United States or Grenada ? Vote for the TOP Country of the Week !


If he showed himself brave, determined, prepared to face a duel in deadly earnest, his adversary would probably draw back and proffer excuses. He picked up the card he had taken from his pocket and thrown on a table. He read it again, as he had already read it, first at a glance in the restaurant, and afterward on the way home in the light of each gas lamp: "Georges Lamil, 51 Rue Moncey."

He thought he would read, and took down Chateauvillard's Rules of Dueling. Then he said: "Is the other man practiced in the use of the pistol? Is he well known? How can I find out?" He remembered Baron de Vaux's book on marksmen, and searched it from end to end. Georges Lamil was not mentioned.

If he showed himself brave, determined, prepared to face a duel in deadly earnest, his adversary would probably draw back and proffer excuses. He picked up the card he had taken from his pocket and thrown on a table. He read it again, as he had already read it, first at a glance in the restaurant, and afterward on the way home in the light of each gas lamp: "Georges Lamil, 51 Rue Moncey."

That was all. He examined closely this collection of letters, which seemed to him mysterious, fraught with many meanings. Georges Lamil! Who was the man? What was his profession? Why had he stared so at the woman? Was it not monstrous that a stranger, an unknown, should thus all at once upset one's whole life, simply because it had pleased him to stare rudely at a woman?

A flush of light enveloped the awakened world, like a caress from the rising sun, and the glimmer of dawn kindled new hope in the breast of the vicomte. What a fool he was to let himself succumb to fear before anything was decided before his seconds had interviewed those of Georges Lamil, before he even knew whether he would have to fight or not!

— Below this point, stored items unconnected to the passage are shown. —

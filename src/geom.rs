//! Small geometric helpers shared by the monotone decomposition,
//! intersection and winding modules.
//!
//! `kurbo` supplies the curve-parametric primitives (evaluation, arc
//! length, extrema); `glam::DVec2` is reached for whenever the algorithm
//! needs raw cross/dot products, matching the split already present in
//! this corpus between `bezier-rs` (built on `glam::DVec2`) and
//! `graphite-document-legacy`'s boolean operations (built on `kurbo::Point`).

use crate::consts::GEOMETRIC_EPSILON;
use glam::DVec2;
use kurbo::{CubicBez, Point};

pub fn to_glam(p: Point) -> DVec2 {
	DVec2::new(p.x, p.y)
}

/// Signed magnitude of the 2D cross product `a × b`.
pub fn cross(a: DVec2, b: DVec2) -> f64 {
	a.x * b.y - a.y * b.x
}

/// Linear interpolation between two points; used by the de Casteljau
/// split below instead of relying on any particular point-lerp trait.
fn lerp_point(a: Point, b: Point, t: f64) -> Point {
	Point::new(a.x + (b.x - a.x) * t, a.y + (b.y - a.y) * t)
}

/// True when the curve's handles are collinear with its anchor-to-anchor
/// chord, within `GEOMETRIC_EPSILON`. Mirrors `Curve.isStraight` from the
/// primitive layer the spec treats as external.
pub fn is_straight(curve: &CubicBez) -> bool {
	let chord = to_glam(curve.p3) - to_glam(curve.p0);
	let chord_len = chord.length();
	if chord_len < GEOMETRIC_EPSILON {
		let h1 = to_glam(curve.p1) - to_glam(curve.p0);
		let h2 = to_glam(curve.p2) - to_glam(curve.p3);
		return h1.length() < GEOMETRIC_EPSILON && h2.length() < GEOMETRIC_EPSILON;
	}
	let h1 = to_glam(curve.p1) - to_glam(curve.p0);
	let h2 = to_glam(curve.p2) - to_glam(curve.p0);
	cross(chord, h1).abs() < GEOMETRIC_EPSILON * chord_len && cross(chord, h2).abs() < GEOMETRIC_EPSILON * chord_len
}

/// de Casteljau split at an arbitrary `t ∈ (0, 1)`, returning the left and
/// right halves. `kurbo::CubicBez::subdivide` only splits at `t = 0.5`, so
/// the divider and monotone-decomposition code need this instead —
/// grounded in `graphite-document-legacy::boolean_ops::split_path_seg`.
pub fn split_cubic_at(curve: &CubicBez, t: f64) -> (CubicBez, CubicBez) {
	let a1 = lerp_point(curve.p0, curve.p1, t);
	let a2 = lerp_point(curve.p1, curve.p2, t);
	let a3 = lerp_point(curve.p2, curve.p3, t);
	let b1 = lerp_point(a1, a2, t);
	let b2 = lerp_point(a2, a3, t);
	let c1 = lerp_point(b1, b2, t);
	(CubicBez::new(curve.p0, a1, b1, c1), CubicBez::new(c1, b2, a3, curve.p3))
}

/// Squared Euclidean distance between two points, used for cheap proximity
/// checks ahead of an `f64::sqrt`.
pub fn dist_sq(a: Point, b: Point) -> f64 {
	let d = to_glam(b) - to_glam(a);
	d.length_squared()
}
//! Transactional entitlement API.
//!
//! [`TransactionCoordinator`] composes the repositories, the scheduler, the
//! notifier and the bundle assembler into atomic operations. Every write
//! runs inside one `BEGIN IMMEDIATE` transaction, which serializes writers
//! at the database, and follows the same shape: validate, supersede
//! conflicting future events, append, schedule each appended event, notify
//! on the last one. Before commit, every touched subscription is checked for
//! duplicate pending events.
//!
//! Reads run in deferred transactions, rebuild subscriptions as of the
//! injected clock's "now", and return `None`/empty for unknown ids.

use std::collections::{BTreeMap, BTreeSet};
use std::sync::Arc;

use chrono::{DateTime, Utc};
use rusqlite::{Connection, Transaction, TransactionBehavior};
use tally_core::{AccountId, BundleId, CallContext, Clock, EventId, SubscriptionId, TenantContext};
use tally_settings::{NotificationSettings, TallySettings};
use tracing::{debug, error, info, warn};

use crate::engine::{BundleAssembler, Catalog, SubscriptionTimeline};
use crate::errors::{EntitlementError, Result};
use crate::sqlite::connection::{self, ConnectionPool, PooledConnection};
use crate::sqlite::migrations::run_migrations;
use crate::sqlite::repositories::{BundleRepo, EventAudit, EventRepo, SubscriptionRepo};
use crate::store::notifier::{ChangeNotifier, EventBus, SqliteOutboxBus};
use crate::store::scheduler::{NotificationQueue, NotificationScheduler, SqliteNotificationQueue};
use crate::types::{
    AccountMigration, BundleData, BundleMigration, EntitlementEvent, EventType, MigrationReport,
    NotificationKey, ProductCategory, Subscription, SubscriptionData, SubscriptionRepair,
    TransferCancel,
};

/// State shared by every step of one write transaction.
struct WriteTx<'a> {
    conn: &'a Connection,
    ctx: &'a CallContext,
    now: DateTime<Utc>,
    touched: BTreeSet<SubscriptionId>,
}

impl WriteTx<'_> {
    fn tenant(&self) -> &TenantContext {
        self.ctx.tenant()
    }
}

/// Atomic entitlement operations over a `SQLite` event store.
pub struct TransactionCoordinator {
    pool: ConnectionPool,
    clock: Arc<dyn Clock>,
    assembler: BundleAssembler,
    scheduler: NotificationScheduler,
    notifier: ChangeNotifier,
}
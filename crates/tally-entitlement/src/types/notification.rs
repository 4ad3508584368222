//! Scheduling keys and change-notification messages.

use chrono::{DateTime, Utc};
use serde::{Deserialize, Serialize};
use tally_core::{AccountId, BundleId, EventId, SubscriptionId};
use uuid::Uuid;

use super::event::EntitlementEvent;
use super::event_type::EventType;

/// Correlates a scheduled wake-up with the event it activates.
#[derive(Clone, Debug, PartialEq, Eq, Hash, Serialize, Deserialize)]
#[serde(rename_all = "camelCase")]
pub struct NotificationKey {
    /// Event to activate.
    pub event_id: EventId,
    /// Distinguishes repeated wake-ups for the same event.
    pub seq_id: i64,
}

impl NotificationKey {
    /// Key with sequence id 0.
    pub fn new(event_id: EventId) -> Self {
        Self { event_id, seq_id: 0 }
    }

    /// Key with an explicit sequence id.
    pub fn with_seq(event_id: EventId, seq_id: i64) -> Self {
        Self { event_id, seq_id }
    }
}

/// Message posted on the change-notification channel.
#[derive(Clone, Debug, PartialEq, Eq, Serialize, Deserialize)]
#[serde(tag = "kind", rename_all = "camelCase")]
pub enum BusEvent {
    /// A subscription has a new pending or active event.
    #[serde(rename_all = "camelCase")]
    RequestedSubscriptionChange {
        /// Triggering event.
        event_id: EventId,
        /// Subscription the event belongs to.
        subscription_id: SubscriptionId,
        /// Owning bundle.
        bundle_id: BundleId,
        /// Kind of change.
        event_type: EventType,
        /// Plan after the change, if the event names one.
        #[serde(skip_serializing_if = "Option::is_none")]
        plan: Option<String>,
        /// Phase after the change, if the event names one.
        #[serde(skip_serializing_if = "Option::is_none")]
        phase: Option<String>,
        /// When the change takes effect.
        effective_date: DateTime<Utc>,
        /// Correlation token of the originating call.
        user_token: Uuid,
    },
    /// A bundle's timeline was rewritten by repair.
    #[serde(rename_all = "camelCase")]
    RepairEntitlement {
        /// Owning account.
        account_id: AccountId,
        /// Repaired bundle.
        bundle_id: BundleId,
        /// When the repair ran.
        effective_date: DateTime<Utc>,
        /// Correlation token of the originating call.
        user_token: Uuid,
    },
}

impl BusEvent {
    /// Build a requested-change message for `event` on a subscription of
    /// `bundle_id`.
    pub fn requested_change(
        bundle_id: &BundleId,
        event: &EntitlementEvent,
        user_token: Uuid,
    ) -> Self {
        Self::RequestedSubscriptionChange {
            event_id: event.id.clone(),
            subscription_id: event.subscription_id.clone(),
            bundle_id: bundle_id.clone(),
            event_type: event.event_type(),
            plan: event.payload.plan().map(str::to_owned),
            phase: event.payload.phase().map(str::to_owned),
            effective_date: event.effective_date,
            user_token,
        }
    }

    /// Discriminator stored in the outbox `event_kind` column.
    pub fn kind(&self) -> &'static str {
        match self {
            Self::RequestedSubscriptionChange { .. } => "requestedSubscriptionChange",
            Self::RepairEntitlement { .. } => "repairEntitlement",
        }
    }
}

A flush of light enveloped the awakened world, like a caress from the rising sun, and the glimmer of dawn kindled new hope in the breast of the vicomte. What a fool he was to let himself succumb to fear before anything was decided before his seconds had interviewed those of Georges Lamil, before he even knew whether he would have to fight or not!

That was all. He examined closely this collection of letters, which seemed to him mysterious, fraught with many meanings. Georges Lamil! Who was the man? What was his profession? Why had he stared so at the woman? Was it not monstrous that a stranger, an unknown, should thus all at once upset one's whole life, simply because it had pleased him to stare rudely at a woman?

He thought he would read, and took down Chateauvillard's Rules of Dueling. Then he said: "Is the other man practiced in the use of the pistol? Is he well known? How can I find out?" He remembered Baron de Vaux's book on marksmen, and searched it from end to end. Georges Lamil was not mentioned.